[Start of Attachment]

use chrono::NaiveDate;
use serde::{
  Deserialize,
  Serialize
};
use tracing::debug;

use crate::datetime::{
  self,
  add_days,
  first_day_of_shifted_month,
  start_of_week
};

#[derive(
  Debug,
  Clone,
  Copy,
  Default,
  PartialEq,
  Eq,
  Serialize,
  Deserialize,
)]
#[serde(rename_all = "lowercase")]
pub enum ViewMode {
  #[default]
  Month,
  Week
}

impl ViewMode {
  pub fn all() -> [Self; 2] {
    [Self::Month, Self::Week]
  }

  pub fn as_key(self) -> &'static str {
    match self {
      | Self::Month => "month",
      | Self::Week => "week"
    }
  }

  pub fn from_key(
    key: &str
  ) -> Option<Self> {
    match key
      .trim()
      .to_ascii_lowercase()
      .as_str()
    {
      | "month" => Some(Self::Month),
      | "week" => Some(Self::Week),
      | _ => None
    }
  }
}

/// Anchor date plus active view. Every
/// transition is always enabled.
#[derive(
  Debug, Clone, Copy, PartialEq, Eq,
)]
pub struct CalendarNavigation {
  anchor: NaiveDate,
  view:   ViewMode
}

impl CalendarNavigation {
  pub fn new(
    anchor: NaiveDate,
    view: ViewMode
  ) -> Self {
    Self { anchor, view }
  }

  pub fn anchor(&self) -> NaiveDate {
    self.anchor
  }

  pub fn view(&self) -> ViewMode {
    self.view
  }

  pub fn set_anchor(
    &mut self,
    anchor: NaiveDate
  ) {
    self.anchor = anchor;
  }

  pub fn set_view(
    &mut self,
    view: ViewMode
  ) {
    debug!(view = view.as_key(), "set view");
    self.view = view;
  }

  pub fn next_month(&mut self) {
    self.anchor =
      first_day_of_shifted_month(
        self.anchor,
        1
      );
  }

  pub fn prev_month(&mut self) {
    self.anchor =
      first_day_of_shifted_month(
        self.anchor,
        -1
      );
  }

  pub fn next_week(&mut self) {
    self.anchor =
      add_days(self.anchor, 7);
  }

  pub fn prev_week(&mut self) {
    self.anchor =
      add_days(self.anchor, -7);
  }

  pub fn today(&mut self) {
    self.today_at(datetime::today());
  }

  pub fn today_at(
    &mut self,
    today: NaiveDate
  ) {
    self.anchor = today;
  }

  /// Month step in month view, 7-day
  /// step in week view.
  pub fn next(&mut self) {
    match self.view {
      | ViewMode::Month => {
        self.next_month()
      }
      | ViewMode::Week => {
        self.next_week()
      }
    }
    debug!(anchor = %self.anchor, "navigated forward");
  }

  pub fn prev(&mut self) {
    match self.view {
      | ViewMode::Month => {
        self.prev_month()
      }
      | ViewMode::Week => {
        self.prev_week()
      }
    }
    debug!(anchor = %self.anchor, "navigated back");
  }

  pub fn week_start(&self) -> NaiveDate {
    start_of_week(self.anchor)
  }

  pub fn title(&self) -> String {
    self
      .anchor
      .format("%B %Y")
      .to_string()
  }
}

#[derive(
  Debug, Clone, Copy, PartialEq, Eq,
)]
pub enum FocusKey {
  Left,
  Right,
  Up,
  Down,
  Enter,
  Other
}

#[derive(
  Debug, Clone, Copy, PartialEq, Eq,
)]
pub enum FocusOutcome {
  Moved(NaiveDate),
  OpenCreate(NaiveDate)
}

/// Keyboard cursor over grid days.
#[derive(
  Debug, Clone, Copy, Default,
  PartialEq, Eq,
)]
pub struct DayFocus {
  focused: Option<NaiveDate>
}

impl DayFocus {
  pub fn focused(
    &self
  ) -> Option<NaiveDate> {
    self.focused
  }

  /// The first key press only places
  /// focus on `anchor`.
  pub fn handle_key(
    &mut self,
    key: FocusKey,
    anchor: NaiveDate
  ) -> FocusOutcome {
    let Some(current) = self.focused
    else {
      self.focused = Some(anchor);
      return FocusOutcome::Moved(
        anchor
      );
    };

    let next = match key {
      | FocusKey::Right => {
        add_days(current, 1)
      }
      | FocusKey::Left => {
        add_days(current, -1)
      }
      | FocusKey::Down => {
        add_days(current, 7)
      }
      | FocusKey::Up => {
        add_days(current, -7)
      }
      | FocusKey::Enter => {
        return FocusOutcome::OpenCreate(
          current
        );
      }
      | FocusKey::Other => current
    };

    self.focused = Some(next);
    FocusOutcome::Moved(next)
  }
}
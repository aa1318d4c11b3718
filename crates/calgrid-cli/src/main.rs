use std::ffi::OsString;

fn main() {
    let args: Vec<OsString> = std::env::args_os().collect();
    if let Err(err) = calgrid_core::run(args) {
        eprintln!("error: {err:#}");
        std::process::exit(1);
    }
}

[End of Attachment]

* _TASK DETAILS_:
All lines from the records above should be copied exactly.

* _ANSWER SPACE_:
use chrono::NaiveDate;
use serde::{
  Deserialize,
  Serialize
};
use tracing::debug;

use crate::datetime::{
  self,
  add_days,
  first_day_of_shifted_month,
  start_of_week
};

#[derive(
  Debug,
  Clone,
  Copy,
  Default,
  PartialEq,
  Eq,
  Serialize,
  Deserialize,
)]
#[serde(rename_all = "lowercase")]
pub enum ViewMode {
  #[default]
  Month,
  Week
}

impl ViewMode {
  pub fn all() -> [Self; 2] {
    [Self::Month, Self::Week]
  }

  pub fn as_key(self) -> &'static str {
    match self {
      | Self::Month => "month",
      | Self::Week => "week"
    }
  }

  pub fn from_key(
    key: &str
  ) -> Option<Self> {
    match key
      .trim()
      .to_ascii_lowercase()
      .as_str()
    {
      | "month" => Some(Self::Month),
      | "week" => Some(Self::Week),
      | _ => None
    }
  }
}

/// Anchor date plus active view. Every
/// transition is always enabled.
#[derive(
  Debug, Clone, Copy, PartialEq, Eq,
)]
pub struct CalendarNavigation {
  anchor: NaiveDate,
  view:   ViewMode
}

impl CalendarNavigation {
  pub fn new(
    anchor: NaiveDate,
    view: ViewMode
  ) -> Self {
    Self { anchor, view }
  }

  pub fn anchor(&self) -> NaiveDate {
    self.anchor
  }

  pub fn view(&self) -> ViewMode {
    self.view
  }

  pub fn set_anchor(
    &mut self,
    anchor: NaiveDate
  ) {
    self.anchor = anchor;
  }

  pub fn set_view(
    &mut self,
    view: ViewMode
  ) {
    debug!(view = view.as_key(), "set view");
    self.view = view;
  }

  pub fn next_month(&mut self) {
    self.anchor =
      first_day_of_shifted_month(
        self.anchor,
        1
      );
  }

  pub fn prev_month(&mut self) {
    self.anchor =
      first_day_of_shifted_month(
        self.anchor,
        -1
      );
  }

  pub fn next_week(&mut self) {
    self.anchor =
      add_days(self.anchor, 7);
  }

  pub fn prev_week(&mut self) {
    self.anchor =
      add_days(self.anchor, -7);
  }

  pub fn today(&mut self) {
    self.today_at(datetime::today());
  }

  pub fn today_at(
    &mut self,
    today: NaiveDate
  ) {
    self.anchor = today;
  }

  /// Month step in month view, 7-day
  /// step in week view.
  pub fn next(&mut self) {
    match self.view {
      | ViewMode::Month => {
        self.next_month()
      }
      | ViewMode::Week => {
        self.next_week()
      }
    }
    debug!(anchor = %self.anchor, "navigated forward");
  }

  pub fn prev(&mut self) {
    match self.view {
      | ViewMode::Month => {
        self.prev_month()
      }
      | ViewMode::Week => {
        self.prev_week()
      }
    }
    debug!(anchor = %self.anchor, "navigated back");
  }

  pub fn week_start(&self) -> NaiveDate {
    start_of_week(self.anchor)
  }

  pub fn title(&self) -> String {
    self
      .anchor
      .format("%B %Y")
      .to_string()
  }
}

#[derive(
  Debug, Clone, Copy, PartialEq, Eq,
)]
pub enum FocusKey {
  Left,
  Right,
  Up,
  Down,
  Enter,
  Other
}

#[derive(
  Debug, Clone, Copy, PartialEq, Eq,
)]
pub enum FocusOutcome {
  Moved(NaiveDate),
  OpenCreate(NaiveDate)
}

/// Keyboard cursor over grid days.
#[derive(
  Debug, Clone, Copy, Default,
  PartialEq, Eq,
)]
pub struct DayFocus {
  focused: Option<NaiveDate>
}

impl DayFocus {
  pub fn focused(
    &self
  ) -> Option<NaiveDate> {
    self.focused
  }

  /// The first key press only places
  /// focus on `anchor`.
  pub fn handle_key(
    &mut self,
    key: FocusKey,
    anchor: NaiveDate
  ) -> FocusOutcome {
    let Some(current) = self.focused
    else {
      self.focused = Some(anchor);
      return FocusOutcome::Moved(
        anchor
      );
    };

    let next = match key {
      | FocusKey::Right => {
        add_days(current, 1)
      }
      | FocusKey::Left => {
        add_days(current, -1)
      }
      | FocusKey::Down => {
        add_days(current, 7)
      }
      | FocusKey::Up => {
        add_days(current, -7)
      }
      | FocusKey::Enter => {
        return FocusOutcome::OpenCreate(
          current
        );
      }
      | FocusKey::Other => current
    };

    self.focused = Some(next);
    FocusOutcome::Moved(next)
  }
}
repository aa1318d4c11b3718
filename crates/calgrid-cli/src/main.rs
use std::ffi::OsString;

fn main() {
    let args: Vec<OsString> = std::env::args_os().collect();
    if let Err(err) = calgrid_core::run(args) {
        eprintln!("error: {err:#}");
        std::process::exit(1);
    }
}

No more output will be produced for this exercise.